Erproben
Warum es manchmal das Gebot der Stunde ist, zu erproben
Wie kann Gemeinde so gestaltet werden, dass sie Menschen heute noch erreicht? Dieser Frage stehen viele Gemeinden gegenüber. Warum nicht altbekannte Strategien anwenden, um gleiche Erfolge wie früher zu erzielen? Doch Zeiten ändern sich und wir leben heute in einer komplexen Welt mit unterschiedlichsten Lebensentwürfen, Milieus, Arbeits- und Familienstrukturen. Aber wie sieht nun eine gute Lösung für die Aufgaben der Gemeinden aus? Um passende Lösungsstrategien zu finden ist es hilfreich sich die Strukturen von Problemen und Herausforderungen genauer anzuschauen. Dave Snowden entwickelte hierfür das so genannte Cynefin-Framework, welches hilft die Eigenheiten von Problemen und Situationen zu unterscheiden.
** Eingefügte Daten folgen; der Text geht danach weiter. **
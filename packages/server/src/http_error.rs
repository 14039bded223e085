//! HTTP error handling
//!
//! Converts service-layer errors into plain-text HTTP responses. The mapping
//! is one status per error variant: missing nodes are 404, a bad parent
//! reference on create (or a self-move) is 400, deleting the root is 422,
//! and storage failures are 500 with the detail kept out of the response.

use arbor_core::TreeServiceError;
use axum::{
    http::StatusCode,
    response::{IntoResponse, Response},
};
use tracing::error;

/// Plain-text HTTP error response
#[derive(Debug)]
pub struct HttpError {
    /// Response status
    pub status: StatusCode,
    /// User-facing error message
    pub message: String,
}

impl HttpError {
    /// Create a new HTTP error
    pub fn new(status: StatusCode, message: impl Into<String>) -> Self {
        Self {
            status,
            message: message.into(),
        }
    }
}

impl IntoResponse for HttpError {
    fn into_response(self) -> Response {
        (self.status, self.message).into_response()
    }
}

impl From<TreeServiceError> for HttpError {
    fn from(err: TreeServiceError) -> Self {
        match err {
            TreeServiceError::NodeNotFound { .. } => {
                HttpError::new(StatusCode::NOT_FOUND, err.to_string())
            }
            TreeServiceError::InvalidParent { .. } => {
                HttpError::new(StatusCode::BAD_REQUEST, err.to_string())
            }
            TreeServiceError::RootDeletionForbidden => {
                HttpError::new(StatusCode::UNPROCESSABLE_ENTITY, err.to_string())
            }
            TreeServiceError::Storage(source) => {
                // Log the detail, return a generic message
                error!("storage failure: {:#}", source);
                HttpError::new(StatusCode::INTERNAL_SERVER_ERROR, "Internal server error")
            }
        }
    }
}
//! Data Models
//!
//! This module contains the core data structures used throughout Arbor:
//!
//! - `TreeNode` - a single persisted tree entry (id, label, parent pointer)
//! - `TreeViewRow` - a listing row enriched with the derived `droppable` flag
//! - `DeleteResult` - outcome of a cascade delete
//!
//! The hierarchy itself is implicit: every node except the root points at its
//! parent, and callers derive child lists from the flat node list.

mod node;

pub use node::{DeleteResult, TreeNode, TreeViewRow, ROOT_NODE_ID};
Ein Problem wird wahrgenommen und es gibt eine einfache Lösung und richtige Vorgehensweise.
Beispiel: Die Heizung im Gemeinderaum ist kaputt. Die beste Lösung für dieses Problem ist, die Heizung zu reparieren.
Ein Problem hat verschiedene Ursachen und Wirkungen, die auf den ersten Blick nicht sofort zu erkennen sind. Mithilfe von Fachwissen können diese Strukturen aufgedeckt und Problemlösungsstrategien entwickelt werden. Dabei gibt es nicht nur eine mögliche Lösung, sondern verschiedene gute Lösungsansätze.
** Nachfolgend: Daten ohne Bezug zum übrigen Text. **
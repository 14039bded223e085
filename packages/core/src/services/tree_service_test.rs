//! Scenario Tests for Tree Consistency
//!
//! Exercises the guarantees the tree service makes about reparenting and
//! cascade deletion against a real libsql store.

use crate::db::{DatabaseService, NodeStore, TursoStore};
use crate::models::ROOT_NODE_ID;
use crate::services::{TreeService, TreeServiceError};
use std::sync::Arc;
use tempfile::TempDir;

/// Helper to create a test service over a fresh database
async fn create_test_service() -> (TreeService, TempDir) {
    let temp_dir = TempDir::new().unwrap();
    let db_path = temp_dir.path().join("test.db");

    let db = Arc::new(DatabaseService::new(db_path).await.unwrap());
    let store: Arc<dyn NodeStore> = Arc::new(TursoStore::new(db));

    (TreeService::new(store), temp_dir)
}

#[tokio::test]
async fn test_cascade_delete_removes_descendants() {
    let (service, _temp) = create_test_service().await;

    // root(1) -> A -> B
    let a = service.create_node("A", ROOT_NODE_ID).await.unwrap();
    let b = service.create_node("B", a.id).await.unwrap();

    let result = service.delete_node(a.id).await.unwrap();
    assert_eq!(result.deleted_count, 2);

    let remaining = service.list_nodes().await.unwrap();
    assert_eq!(remaining.len(), 1);
    assert!(remaining[0].is_root());

    // No row may still reference the deleted ids
    assert!(!remaining
        .iter()
        .any(|n| n.parent_id == Some(a.id) || n.parent_id == Some(b.id)));
}

#[tokio::test]
async fn test_cascade_delete_spares_siblings() {
    let (service, _temp) = create_test_service().await;

    let doomed = service.create_node("Doomed", ROOT_NODE_ID).await.unwrap();
    service.create_node("Victim?", doomed.id).await.unwrap();
    let sibling = service.create_node("Sibling", ROOT_NODE_ID).await.unwrap();

    service.delete_node(doomed.id).await.unwrap();

    let remaining = service.list_nodes().await.unwrap();
    assert_eq!(remaining.len(), 2);
    assert!(remaining.iter().any(|n| n.id == sibling.id));
}

#[tokio::test]
async fn test_delete_handles_deep_chains() {
    let (service, _temp) = create_test_service().await;

    // A 200-level chain would blow a naive recursive traversal well before a
    // realistic outline would
    let mut parent = ROOT_NODE_ID;
    let mut first = None;
    for depth in 0..200 {
        let node = service
            .create_node(&format!("level {}", depth), parent)
            .await
            .unwrap();
        first.get_or_insert(node.id);
        parent = node.id;
    }

    let result = service.delete_node(first.unwrap()).await.unwrap();
    assert_eq!(result.deleted_count, 200);
    assert_eq!(service.list_nodes().await.unwrap().len(), 1);
}

#[tokio::test]
async fn test_delete_root_is_forbidden() {
    let (service, _temp) = create_test_service().await;

    let err = service.delete_node(ROOT_NODE_ID).await.unwrap_err();
    assert!(matches!(err, TreeServiceError::RootDeletionForbidden));

    // Still forbidden with children present
    service.create_node("A", ROOT_NODE_ID).await.unwrap();
    let err = service.delete_node(ROOT_NODE_ID).await.unwrap_err();
    assert!(matches!(err, TreeServiceError::RootDeletionForbidden));
}

#[tokio::test]
async fn test_delete_missing_node_mutates_nothing() {
    let (service, _temp) = create_test_service().await;

    service.create_node("A", ROOT_NODE_ID).await.unwrap();
    let before = service.list_nodes().await.unwrap();

    let err = service.delete_node(99).await.unwrap_err();
    assert!(matches!(err, TreeServiceError::NodeNotFound { id: 99 }));
    assert_eq!(service.list_nodes().await.unwrap(), before);
}

#[tokio::test]
async fn test_create_rejects_missing_parent() {
    let (service, _temp) = create_test_service().await;

    let before = service.list_nodes().await.unwrap();

    let err = service.create_node("X", 99).await.unwrap_err();
    assert!(matches!(err, TreeServiceError::InvalidParent { parent_id: 99 }));

    // Row count identical before and after
    assert_eq!(service.list_nodes().await.unwrap(), before);
}

#[tokio::test]
async fn test_reparent_updates_parent_pointer() {
    let (service, _temp) = create_test_service().await;

    let a = service.create_node("A", ROOT_NODE_ID).await.unwrap();
    let b = service.create_node("B", ROOT_NODE_ID).await.unwrap();

    let moved = service.reparent_node(b.id, a.id).await.unwrap();
    assert_eq!(moved.parent_id, Some(a.id));
    assert_eq!(
        service.get_node(b.id).await.unwrap().parent_id,
        Some(a.id)
    );
}

#[tokio::test]
async fn test_reparent_missing_endpoints() {
    let (service, _temp) = create_test_service().await;

    let a = service.create_node("A", ROOT_NODE_ID).await.unwrap();

    let err = service.reparent_node(99, a.id).await.unwrap_err();
    assert!(matches!(err, TreeServiceError::NodeNotFound { id: 99 }));

    let err = service.reparent_node(a.id, 98).await.unwrap_err();
    assert!(matches!(err, TreeServiceError::NodeNotFound { id: 98 }));

    assert_eq!(
        service.get_node(a.id).await.unwrap().parent_id,
        Some(ROOT_NODE_ID)
    );
}

#[tokio::test]
async fn test_reparent_onto_itself_is_rejected() {
    let (service, _temp) = create_test_service().await;

    let a = service.create_node("A", ROOT_NODE_ID).await.unwrap();

    let err = service.reparent_node(a.id, a.id).await.unwrap_err();
    assert!(matches!(err, TreeServiceError::InvalidParent { .. }));
    assert_eq!(
        service.get_node(a.id).await.unwrap().parent_id,
        Some(ROOT_NODE_ID)
    );
}

#[tokio::test]
async fn test_rename_missing_node() {
    let (service, _temp) = create_test_service().await;

    let err = service.rename_node(99, "Ghost").await.unwrap_err();
    assert!(matches!(err, TreeServiceError::NodeNotFound { id: 99 }));
}

#[tokio::test]
async fn test_rename_updates_label_only() {
    let (service, _temp) = create_test_service().await;

    let a = service.create_node("Before", ROOT_NODE_ID).await.unwrap();
    let renamed = service.rename_node(a.id, "After").await.unwrap();

    assert_eq!(renamed.label, "After");
    assert_eq!(renamed.parent_id, a.parent_id);
}

#[tokio::test]
async fn test_list_rows_marks_parents_droppable() {
    let (service, _temp) = create_test_service().await;

    let a = service.create_node("A", ROOT_NODE_ID).await.unwrap();
    service.create_node("B", a.id).await.unwrap();

    let rows = service.list_rows().await.unwrap();
    let row = |id: i64| rows.iter().find(|r| r.id == id).unwrap();

    assert!(row(ROOT_NODE_ID).droppable);
    assert!(row(a.id).droppable);
    assert_eq!(rows.iter().filter(|r| !r.droppable).count(), 1);
}

#[tokio::test]
async fn test_store_close_flushes() {
    let (service, _temp) = create_test_service().await;

    service.create_node("A", ROOT_NODE_ID).await.unwrap();
    service.store().close().await.unwrap();
}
Beispiel: Bei Problemen zwischen Mitarbeitenden eines Kreises gibt es oft komplizierte Zusammenhänge und Prozesse. Mit Hilfe von Außenstehenden können die vielschichtigen Hintergründe erkannt und gemeinsam Lösungen gefunden werden .
In einem komplexen System sind nicht mehr alle Ursachen und Wirkungen von Problemen bekannt. Eine Analyse der Probleme würde deshalb nicht zu eindeutigen Ergebnissen führen und somit auch nicht zu geeigneten Lösungsansätzen. Die sinnvollste Strategie in einem komplexen System ist deshalb: Erproben, wahrnehmen was passiert und mit diesen Erfahrungen weiterarbeiten. Funktionierendes wird weiterentwickelt und Scheitern wird nicht als etwas Negativ gesehen, das unbedingt vermieden werden sollte. Fehler sind ebenso ein weiterbringendes Ergebnis, denn nur wenn man auch erfährt, was nicht funktioniert kann man neu erproben, um geeignete Lösungen für die vorhandenen Herausforderungen zu finden.
Beispiel: Immer mehr Menschen finden keinen Bezug mehr zur Gemeinde. Eine Analyse, warum sich die Leute abwenden, ist zu komplex, als das alle Hintergründe erfasst werden könnten. Deshalb werden neue Ideen erprobt. Gelingt etwas, wird es weiter entwickelt. Gelingt etwas nicht, ist es ebenso eine gute Erkenntnis und es wird etwas neues ausprobiert. Wichtig dabei: Etwas, das in der einen Gemeinde funktioniert, muss in einer anderen nicht zwingend genauso erfolgreich sein.
In einem chaotischen System können Ursachen und Wirkungen nicht mehr geklärt werden. Grundlegend für alles Handeln ist die Erhaltung des Systems.
Beispiel: Gemeinde, die kaum noch Mitarbeiter und Besucher hat, wird sich darum bemühen den Gottesdienst so gut wie möglich zu gestalten. Kräfte werden an anderen Stellen gespart, um dort sinnvoll eingesetzt zu werden und den Gottesdienst als Kernpunkt der Gemeinde zu festigen.
Im Rahmen des Erprobungsjahres nehmen wir die Situation von Gemeinden als ein komplexes System wahr. Neues zu erproben, zu reflektieren, daraus zu lernen und wieder neu zu erproben ist deshalb jetzt die sinnvollste Strategie um Gemeinden so zu gestalten, dass sie Menschen wieder erreichen. Gemeinden können gegenseitig von den gesammelten Erfahrungen profitieren. Gelingt etwas nicht, wird es als wertvolle Erkenntnis angesehen, die mit anderen geteilt werden kann und Gemeinden an anderen Orten und unter anderen Voraussetzungen weiter bringt.